The purpose of the FAITh project is to prevent the digital marginalisation and improve the quality of life of older adults 55+ in Cyprus, Greece, Italy and Portugal, and by extension in EU, by developing their ICT skills and building their confidence so as to increase the use of digital technologies to execute online transactions.
To address these objectives, the project will develop a Digital Literacy Learning Programme for older adults 55+ and a Peer-to-Peer Mentoring Programme, counting with the support of peers, community volunteers, family and caregivers, as well as a network of local businesses and services sector professionals trained in age-friendly techniques and environments.
In order to obtain the necessary data to design and implement a fourteen-month pilot a Research Protocol was developed to guide each partner in the conduction of a primary and secondary research at national level, which thereby served to elaborate the 4 National Reports. The insights gathered in these reports were subsequently collated in this Transnational Report, which will serve as guiding document on how to best build older adults’ capacity on Digital Financial Literacy through peer mentoring.
The secondary research, or desktop research involved a comprehensive, up-to-date, overview aimed to provide the current State of the Art of Digital Financial Literacy on older adults 55+ among the four countries, framing it in the European context.
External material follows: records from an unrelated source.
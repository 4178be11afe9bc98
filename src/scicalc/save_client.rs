//! # Remote Save Client
//!
//! Sends finished calculations to a persistence endpoint and reads back the
//! most recent ones.
//!
//! ## Protocol
//!
//! - **Save**: one `POST` of `{"expression": "...", "result": "..."}`. A 2xx
//!   answer carries `{"id": N, "message": "..."}`. No retries.
//! - **List**: `GET` returns `{"calculations": [{id, expression, result,
//!   created_at}, ...]}`, newest first.
//!
//! The endpoint is whatever [`calculations server`](crate::server) (or a
//! compatible service) is mounted at.
//!
//! ## Example
//!
//! ```rust,no_run
//! use scicalc::SaveClient;
//!
//! #[tokio::main]
//! async fn main() -> Result<(), Box<dyn std::error::Error>> {
//!     let mut client = SaveClient::new("http://127.0.0.1:8080/calculations");
//!     client.with_timeout(std::time::Duration::from_secs(5));
//!
//!     let receipt = client.save("7 add 3", "10").await?;
//!     println!("saved as #{}", receipt.id);
//!
//!     for calc in client.recent().await? {
//!         println!("{} = {} ({})", calc.expression, calc.result, calc.created_at);
//!     }
//!     Ok(())
//! }
//! ```

use std::error::Error;
use std::fmt;
use std::time::Duration;

use chrono::{DateTime, Utc};
use reqwest::Client;
use serde::{Deserialize, Serialize};
use serde_json::Value as JsonValue;

/// Error type for save client operations.
#[derive(Debug, Clone)]
pub struct SaveError {
    message: String,
    status: Option<u16>,
}

impl SaveError {
    pub fn new(message: impl Into<String>) -> Self {
        SaveError {
            message: message.into(),
            status: None,
        }
    }

    fn with_status(message: impl Into<String>, status: u16) -> Self {
        SaveError {
            message: message.into(),
            status: Some(status),
        }
    }

    /// HTTP status of the rejection, if the endpoint answered at all.
    pub fn status(&self) -> Option<u16> {
        self.status
    }
}

impl fmt::Display for SaveError {
    fn fmt(&self, f: &mut fmt::Formatter<'_>) -> fmt::Result {
        write!(f, "Save error: {}", self.message)
    }
}

impl Error for SaveError {}

/// Body of a save request.
#[derive(Debug, Clone, PartialEq, Serialize, Deserialize)]
pub struct SaveRequest {
    pub expression: String,
    pub result: String,
}

/// Successful save answer.
#[derive(Debug, Clone, PartialEq, Serialize, Deserialize)]
pub struct SaveReceipt {
    pub id: u64,
    pub message: String,
}

/// A calculation as stored by the endpoint.
#[derive(Debug, Clone, PartialEq, Serialize, Deserialize)]
pub struct SavedCalculation {
    pub id: u64,
    pub expression: String,
    pub result: String,
    pub created_at: DateTime<Utc>,
}

#[derive(Debug, Deserialize)]
struct CalculationList {
    calculations: Vec<SavedCalculation>,
}

/// HTTP client for the calculations endpoint.
///
/// Cloning is cheap; clones share the underlying connection pool.
#[derive(Debug, Clone)]
pub struct SaveClient {
    client: Client,
    endpoint: String,
    timeout: Duration,
}

impl SaveClient {
    /// Create a client for `endpoint` with a 30 second timeout.
    pub fn new(endpoint: impl Into<String>) -> Self {
        SaveClient {
            client: Client::new(),
            endpoint: endpoint.into(),
            timeout: Duration::from_secs(30),
        }
    }

    /// Set the per-request timeout.
    pub fn with_timeout(&mut self, duration: Duration) -> &mut Self {
        self.timeout = duration;
        self
    }

    pub fn endpoint(&self) -> &str {
        &self.endpoint
    }

    pub fn timeout(&self) -> Duration {
        self.timeout
    }

    /// POST one calculation.
    ///
    /// # Errors
    ///
    /// Returns an error if the request cannot be sent, times out, the
    /// endpoint answers with a non-2xx status, or the answer is not a
    /// receipt.
    pub async fn save(&self, expression: &str, result: &str) -> Result<SaveReceipt, SaveError> {
        let payload = SaveRequest {
            expression: expression.to_string(),
            result: result.to_string(),
        };

        let response = self
            .client
            .post(&self.endpoint)
            .json(&payload)
            .timeout(self.timeout)
            .send()
            .await
            .map_err(|e| SaveError::new(format!("POST request failed: {}", e)))?;

        let response = Self::check_status(response).await?;
        response
            .json::<SaveReceipt>()
            .await
            .map_err(|e| SaveError::new(format!("Failed to parse receipt: {}", e)))
    }

    /// GET the most recent saved calculations, newest first.
    pub async fn recent(&self) -> Result<Vec<SavedCalculation>, SaveError> {
        let response = self
            .client
            .get(&self.endpoint)
            .timeout(self.timeout)
            .send()
            .await
            .map_err(|e| SaveError::new(format!("GET request failed: {}", e)))?;

        let response = Self::check_status(response).await?;
        let list = response
            .json::<CalculationList>()
            .await
            .map_err(|e| SaveError::new(format!("Failed to parse calculations: {}", e)))?;
        Ok(list.calculations)
    }

    /// Turn a non-2xx answer into an error, preferring the endpoint's own
    /// `{"error": "..."}` message.
    async fn check_status(response: reqwest::Response) -> Result<reqwest::Response, SaveError> {
        let status = response.status();
        if status.is_success() {
            return Ok(response);
        }

        let body = response.text().await.unwrap_or_default();
        let reason = serde_json::from_str::<JsonValue>(&body)
            .ok()
            .and_then(|v| v["error"].as_str().map(str::to_string))
            .unwrap_or(body);

        Err(SaveError::with_status(
            format!("endpoint answered {}: {}", status.as_u16(), reason),
            status.as_u16(),
        ))
    }
}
Additionally, to establish a common understanding on the two most critical definitions to be addressed thorough the project, namely Digital Financial Literacy and Peer-Mentoring, a definitions’ elicitation project was led leveraged on the literature review.
The primary research conducted afterwards aimed to provide an assessment and understanding of the opportunities that older adults have to use ICT for online transactions, their abilities, and the barriers they face, including their attitudes, fears and perceptions, as well as about the support they receive, and how these vary among the partner countries.
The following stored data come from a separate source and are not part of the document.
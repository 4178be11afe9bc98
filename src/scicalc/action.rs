//! Typed user actions and keypad label parsing.
//!
//! Every button on the keypad maps to one [`Action`]. Parsing a label with
//! [`str::parse`] gives the action, and [`Action::apply`] routes it to the
//! matching [`CalculatorEngine`] method, so front ends only ever deal in
//! labels or actions.
//!
//! ```rust
//! use scicalc::{Action, CalculatorEngine};
//!
//! let mut engine = CalculatorEngine::new();
//! for label in ["7", "+", "3", "="] {
//!     let action: Action = label.parse().unwrap();
//!     action.apply(&mut engine);
//! }
//! assert_eq!(engine.display(), "10");
//! ```

use std::error::Error;
use std::fmt;
use std::str::FromStr;

use serde::{de, Deserialize, Deserializer, Serialize};

use crate::scicalc::engine::{CalculatorEngine, Transition};
use crate::scicalc::operation::{Operator, UnaryFunction};

/// Error for keypad labels that match no button.
#[derive(Debug, Clone, PartialEq, Eq)]
pub struct KeyParseError {
    label: String,
}

impl KeyParseError {
    pub fn new(label: impl Into<String>) -> Self {
        KeyParseError {
            label: label.into(),
        }
    }

    pub fn label(&self) -> &str {
        &self.label
    }
}

impl fmt::Display for KeyParseError {
    fn fmt(&self, f: &mut fmt::Formatter<'_>) -> fmt::Result {
        write!(f, "Unknown key: '{}'", self.label)
    }
}

impl Error for KeyParseError {}

/// One discrete user action.
#[derive(Debug, Clone, Copy, PartialEq, Serialize, Deserialize)]
#[serde(tag = "action", content = "value", rename_all = "snake_case")]
pub enum Action {
    /// A digit `0`-`9` or a literal parenthesis.
    Digit(#[serde(deserialize_with = "entry_char")] char),
    DecimalPoint,
    Operator(Operator),
    Function(UnaryFunction),
    Evaluate,
    Clear,
    Backspace,
    /// Put a history result back on the display (0 = newest).
    RecallHistory(usize),
}

/// Deserialize the payload of [`Action::Digit`], rejecting anything that is
/// not a keypad entry character.
fn entry_char<'de, D>(deserializer: D) -> Result<char, D::Error>
where
    D: Deserializer<'de>,
{
    let c = char::deserialize(deserializer)?;
    if Action::is_entry_char(c) {
        Ok(c)
    } else {
        Err(de::Error::custom(format!("not a keypad digit: '{}'", c)))
    }
}

impl Action {
    /// Characters accepted by [`Action::Digit`].
    pub fn is_entry_char(c: char) -> bool {
        c.is_ascii_digit() || c == '(' || c == ')'
    }

    /// Run the action against `engine`.
    pub fn apply(self, engine: &mut CalculatorEngine) -> Transition {
        match self {
            Action::Digit(d) => engine.enter_digit(d),
            Action::DecimalPoint => engine.enter_decimal_point(),
            Action::Operator(op) => engine.select_operator(op),
            Action::Function(func) => engine.apply_unary_function(func),
            Action::Evaluate => engine.evaluate(),
            Action::Clear => engine.clear(),
            Action::Backspace => engine.backspace(),
            Action::RecallHistory(index) => engine.recall_history(index),
        }
    }
}

impl fmt::Display for Action {
    fn fmt(&self, f: &mut fmt::Formatter<'_>) -> fmt::Result {
        match self {
            Action::Digit(d) => write!(f, "{}", d),
            Action::DecimalPoint => f.write_str("."),
            Action::Operator(op) => f.write_str(op.symbol()),
            Action::Function(func) => f.write_str(func.symbol()),
            Action::Evaluate => f.write_str("="),
            Action::Clear => f.write_str("C"),
            Action::Backspace => f.write_str("⌫"),
            Action::RecallHistory(index) => write!(f, "recall {}", index),
        }
    }
}

impl FromStr for Action {
    type Err = KeyParseError;

    /// Parse a keypad label.
    ///
    /// Accepts the labels printed on the buttons (`"7"`, `"."`, `"+"`, `"−"`,
    /// `"×"`, `"÷"`, `"x^y"`, `"%"`, `"sin"`, `"log"`, `"√"`, `"("`, `"="`,
    /// `"C"`, `"⌫"`), their ASCII spellings (`"-"`, `"*"`, `"/"`, `"^"`,
    /// `"sqrt"`, `"backspace"`, `"clear"`), canonical operator names, and
    /// `"recall N"`.
    fn from_str(s: &str) -> Result<Self, Self::Err> {
        let label = s.trim();

        let mut chars = label.chars();
        if let (Some(c), None) = (chars.next(), chars.clone().next()) {
            if Action::is_entry_char(c) {
                return Ok(Action::Digit(c));
            }
        }

        match label {
            "." | "," => return Ok(Action::DecimalPoint),
            "=" | "enter" | "evaluate" => return Ok(Action::Evaluate),
            "C" | "c" | "AC" | "clear" => return Ok(Action::Clear),
            "⌫" | "←" | "backspace" | "del" => return Ok(Action::Backspace),
            _ => {}
        }

        if let Some(index) = label.strip_prefix("recall") {
            return index
                .trim()
                .parse::<usize>()
                .map(Action::RecallHistory)
                .map_err(|_| KeyParseError::new(s));
        }

        if let Ok(op) = label.parse::<Operator>() {
            return Ok(Action::Operator(op));
        }
        if let Ok(func) = label.parse::<UnaryFunction>() {
            return Ok(Action::Function(func));
        }

        Err(KeyParseError::new(s))
    }
}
The data collected corroborated the literature review and supported the development of the specifications to the Digital Literacy Learning Programme.
In sum, 11 main challenges were identified, along with the key barriers and constraints, as well as possible enablers, serving as the groundwork to formulate and elicit the Functional and Non-Functional Requirements. Between all the partners 80 Requirements were elicited, 36 of which Functional Requirements and the remaining 44 Non-functional Requirements. These requirements were compiled into a list and prioritized by all the partners. Along with the barriers and enablers identified, they will constitute the main drivers of the design and elaboration of contents for the Peer-to-Peer Mentoring Programme and the Digital Literacy Learning Programme.